Go through the data below and return each line where the string "StorageError" occurs.

Dataset entries:
━━━━━━━━━━
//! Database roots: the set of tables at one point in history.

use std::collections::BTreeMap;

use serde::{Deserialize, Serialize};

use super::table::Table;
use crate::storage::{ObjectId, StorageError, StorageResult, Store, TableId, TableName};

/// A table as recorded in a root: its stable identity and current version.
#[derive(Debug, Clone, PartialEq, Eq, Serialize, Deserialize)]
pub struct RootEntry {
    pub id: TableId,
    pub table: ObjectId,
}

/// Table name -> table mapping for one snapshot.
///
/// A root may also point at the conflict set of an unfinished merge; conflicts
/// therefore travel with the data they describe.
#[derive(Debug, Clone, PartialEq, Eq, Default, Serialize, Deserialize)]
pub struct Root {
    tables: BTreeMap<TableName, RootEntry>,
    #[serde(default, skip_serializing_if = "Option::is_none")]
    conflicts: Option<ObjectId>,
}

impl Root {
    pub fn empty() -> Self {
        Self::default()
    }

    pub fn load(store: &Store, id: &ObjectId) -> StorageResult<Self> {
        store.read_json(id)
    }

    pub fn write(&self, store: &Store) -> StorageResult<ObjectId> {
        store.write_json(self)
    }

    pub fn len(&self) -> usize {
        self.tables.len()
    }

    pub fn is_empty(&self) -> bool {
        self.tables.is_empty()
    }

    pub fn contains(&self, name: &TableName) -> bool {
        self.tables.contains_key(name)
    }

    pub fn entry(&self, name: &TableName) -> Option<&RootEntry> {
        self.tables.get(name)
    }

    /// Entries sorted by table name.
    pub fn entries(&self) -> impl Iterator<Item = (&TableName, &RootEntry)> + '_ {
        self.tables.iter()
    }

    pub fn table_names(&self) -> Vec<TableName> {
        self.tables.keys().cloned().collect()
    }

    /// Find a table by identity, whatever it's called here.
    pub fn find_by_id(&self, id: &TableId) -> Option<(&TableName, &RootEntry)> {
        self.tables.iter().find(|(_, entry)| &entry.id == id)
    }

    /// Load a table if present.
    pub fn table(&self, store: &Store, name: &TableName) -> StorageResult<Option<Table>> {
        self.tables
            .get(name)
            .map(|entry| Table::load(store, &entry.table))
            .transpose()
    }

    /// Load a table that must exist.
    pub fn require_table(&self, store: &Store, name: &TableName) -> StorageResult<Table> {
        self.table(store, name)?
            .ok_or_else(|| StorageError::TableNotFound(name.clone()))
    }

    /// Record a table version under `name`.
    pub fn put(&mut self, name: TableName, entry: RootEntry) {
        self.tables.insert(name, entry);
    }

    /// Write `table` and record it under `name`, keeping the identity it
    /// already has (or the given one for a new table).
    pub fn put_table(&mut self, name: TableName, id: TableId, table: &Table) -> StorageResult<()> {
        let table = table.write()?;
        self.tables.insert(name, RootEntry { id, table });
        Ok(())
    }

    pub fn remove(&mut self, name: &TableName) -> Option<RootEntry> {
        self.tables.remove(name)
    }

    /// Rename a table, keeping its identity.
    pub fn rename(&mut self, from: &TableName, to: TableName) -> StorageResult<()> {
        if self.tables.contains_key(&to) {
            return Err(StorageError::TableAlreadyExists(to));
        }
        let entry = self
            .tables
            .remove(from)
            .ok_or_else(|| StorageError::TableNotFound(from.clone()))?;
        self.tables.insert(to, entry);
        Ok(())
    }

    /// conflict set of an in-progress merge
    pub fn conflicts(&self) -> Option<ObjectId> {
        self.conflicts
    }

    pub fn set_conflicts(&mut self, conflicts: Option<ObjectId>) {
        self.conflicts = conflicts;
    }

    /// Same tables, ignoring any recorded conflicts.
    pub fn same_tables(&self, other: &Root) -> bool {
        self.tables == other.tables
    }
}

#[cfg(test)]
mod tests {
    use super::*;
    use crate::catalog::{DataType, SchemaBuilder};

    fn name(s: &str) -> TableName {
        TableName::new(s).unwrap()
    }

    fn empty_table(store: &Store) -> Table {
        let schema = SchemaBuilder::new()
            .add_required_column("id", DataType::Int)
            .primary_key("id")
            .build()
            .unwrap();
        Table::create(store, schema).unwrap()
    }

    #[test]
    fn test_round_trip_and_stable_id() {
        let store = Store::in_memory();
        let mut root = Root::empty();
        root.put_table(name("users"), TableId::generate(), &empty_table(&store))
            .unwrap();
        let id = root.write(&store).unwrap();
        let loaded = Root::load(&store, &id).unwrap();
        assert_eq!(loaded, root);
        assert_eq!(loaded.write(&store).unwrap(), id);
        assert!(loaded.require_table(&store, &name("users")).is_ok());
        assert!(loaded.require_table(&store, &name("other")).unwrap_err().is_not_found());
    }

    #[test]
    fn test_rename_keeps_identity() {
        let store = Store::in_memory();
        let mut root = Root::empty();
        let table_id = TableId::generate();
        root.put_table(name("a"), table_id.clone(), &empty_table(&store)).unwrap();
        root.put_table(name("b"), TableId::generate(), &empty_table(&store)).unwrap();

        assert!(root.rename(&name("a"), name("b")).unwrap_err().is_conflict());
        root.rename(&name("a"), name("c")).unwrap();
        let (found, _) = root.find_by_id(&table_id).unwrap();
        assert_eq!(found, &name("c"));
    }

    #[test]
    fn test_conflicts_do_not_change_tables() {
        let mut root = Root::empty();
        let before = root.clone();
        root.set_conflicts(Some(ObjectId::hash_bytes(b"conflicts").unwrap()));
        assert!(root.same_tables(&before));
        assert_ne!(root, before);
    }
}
━━━━━━━━━━
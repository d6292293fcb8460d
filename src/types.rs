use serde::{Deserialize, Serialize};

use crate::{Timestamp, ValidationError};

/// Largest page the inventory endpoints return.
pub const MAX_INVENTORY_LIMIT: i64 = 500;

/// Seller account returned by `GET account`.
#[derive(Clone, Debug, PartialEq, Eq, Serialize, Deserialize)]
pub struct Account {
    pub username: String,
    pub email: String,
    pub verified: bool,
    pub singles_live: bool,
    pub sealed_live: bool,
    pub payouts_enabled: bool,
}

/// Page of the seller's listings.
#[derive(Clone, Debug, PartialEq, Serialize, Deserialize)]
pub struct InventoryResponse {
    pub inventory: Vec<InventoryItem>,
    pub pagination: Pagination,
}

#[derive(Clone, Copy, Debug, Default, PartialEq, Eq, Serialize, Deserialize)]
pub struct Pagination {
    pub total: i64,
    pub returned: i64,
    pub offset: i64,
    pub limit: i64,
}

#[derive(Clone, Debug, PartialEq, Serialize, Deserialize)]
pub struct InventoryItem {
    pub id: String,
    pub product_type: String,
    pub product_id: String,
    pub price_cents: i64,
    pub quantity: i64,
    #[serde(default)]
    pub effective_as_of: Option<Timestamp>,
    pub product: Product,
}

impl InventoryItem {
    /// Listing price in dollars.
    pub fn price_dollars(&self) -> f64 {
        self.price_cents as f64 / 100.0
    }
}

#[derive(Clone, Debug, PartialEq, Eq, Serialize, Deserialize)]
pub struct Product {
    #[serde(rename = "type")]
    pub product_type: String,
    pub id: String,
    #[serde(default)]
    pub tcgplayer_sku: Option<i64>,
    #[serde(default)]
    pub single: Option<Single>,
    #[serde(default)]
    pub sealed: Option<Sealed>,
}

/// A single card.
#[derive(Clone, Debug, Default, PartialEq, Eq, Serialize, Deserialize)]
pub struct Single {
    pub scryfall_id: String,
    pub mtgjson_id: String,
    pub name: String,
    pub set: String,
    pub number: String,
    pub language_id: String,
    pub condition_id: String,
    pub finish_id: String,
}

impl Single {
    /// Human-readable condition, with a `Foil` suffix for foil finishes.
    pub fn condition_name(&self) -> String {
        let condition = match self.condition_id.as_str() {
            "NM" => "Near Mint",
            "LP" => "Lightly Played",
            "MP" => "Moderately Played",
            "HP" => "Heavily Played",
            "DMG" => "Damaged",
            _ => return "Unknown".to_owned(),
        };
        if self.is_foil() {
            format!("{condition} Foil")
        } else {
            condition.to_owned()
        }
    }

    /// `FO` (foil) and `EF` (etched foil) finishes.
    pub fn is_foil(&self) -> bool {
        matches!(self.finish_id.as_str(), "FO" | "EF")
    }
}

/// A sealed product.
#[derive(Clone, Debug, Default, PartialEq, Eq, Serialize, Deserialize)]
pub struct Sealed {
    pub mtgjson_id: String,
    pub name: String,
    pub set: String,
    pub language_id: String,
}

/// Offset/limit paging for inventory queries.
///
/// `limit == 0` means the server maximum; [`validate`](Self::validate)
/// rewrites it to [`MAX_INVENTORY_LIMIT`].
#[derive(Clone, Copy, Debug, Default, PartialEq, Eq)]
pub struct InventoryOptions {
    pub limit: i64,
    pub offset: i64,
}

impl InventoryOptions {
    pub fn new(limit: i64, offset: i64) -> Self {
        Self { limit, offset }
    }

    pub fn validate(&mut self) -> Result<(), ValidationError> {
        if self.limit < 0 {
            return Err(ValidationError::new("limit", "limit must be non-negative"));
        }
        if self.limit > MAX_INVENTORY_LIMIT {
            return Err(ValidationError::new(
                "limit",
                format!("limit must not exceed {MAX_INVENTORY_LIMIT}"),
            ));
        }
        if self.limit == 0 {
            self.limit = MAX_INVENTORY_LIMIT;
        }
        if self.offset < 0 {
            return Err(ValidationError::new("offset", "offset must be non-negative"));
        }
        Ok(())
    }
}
━━━━━━━━━━
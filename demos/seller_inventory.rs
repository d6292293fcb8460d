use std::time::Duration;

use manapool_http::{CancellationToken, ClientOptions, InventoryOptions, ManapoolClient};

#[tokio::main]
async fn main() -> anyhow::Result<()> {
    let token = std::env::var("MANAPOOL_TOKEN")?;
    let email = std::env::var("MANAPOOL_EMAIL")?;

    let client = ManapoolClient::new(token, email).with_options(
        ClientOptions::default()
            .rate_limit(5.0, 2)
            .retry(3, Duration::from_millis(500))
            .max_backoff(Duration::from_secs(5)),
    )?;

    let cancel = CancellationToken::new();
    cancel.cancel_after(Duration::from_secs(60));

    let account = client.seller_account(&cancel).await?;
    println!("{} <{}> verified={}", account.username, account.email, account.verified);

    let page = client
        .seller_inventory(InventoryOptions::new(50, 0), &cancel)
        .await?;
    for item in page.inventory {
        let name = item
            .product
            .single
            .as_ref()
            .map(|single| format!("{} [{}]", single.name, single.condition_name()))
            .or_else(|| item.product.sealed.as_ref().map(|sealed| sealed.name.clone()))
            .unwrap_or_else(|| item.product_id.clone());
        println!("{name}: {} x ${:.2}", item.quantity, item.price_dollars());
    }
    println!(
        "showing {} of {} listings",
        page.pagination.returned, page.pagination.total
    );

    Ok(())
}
━━━━━━━━━━
--- Your solution ---
use crate::storage::{ObjectId, StorageError, StorageResult, Store, TableId, TableName};
            .ok_or_else(|| StorageError::TableNotFound(name.clone()))
            return Err(StorageError::TableAlreadyExists(to));
            .ok_or_else(|| StorageError::TableNotFound(from.clone()))?;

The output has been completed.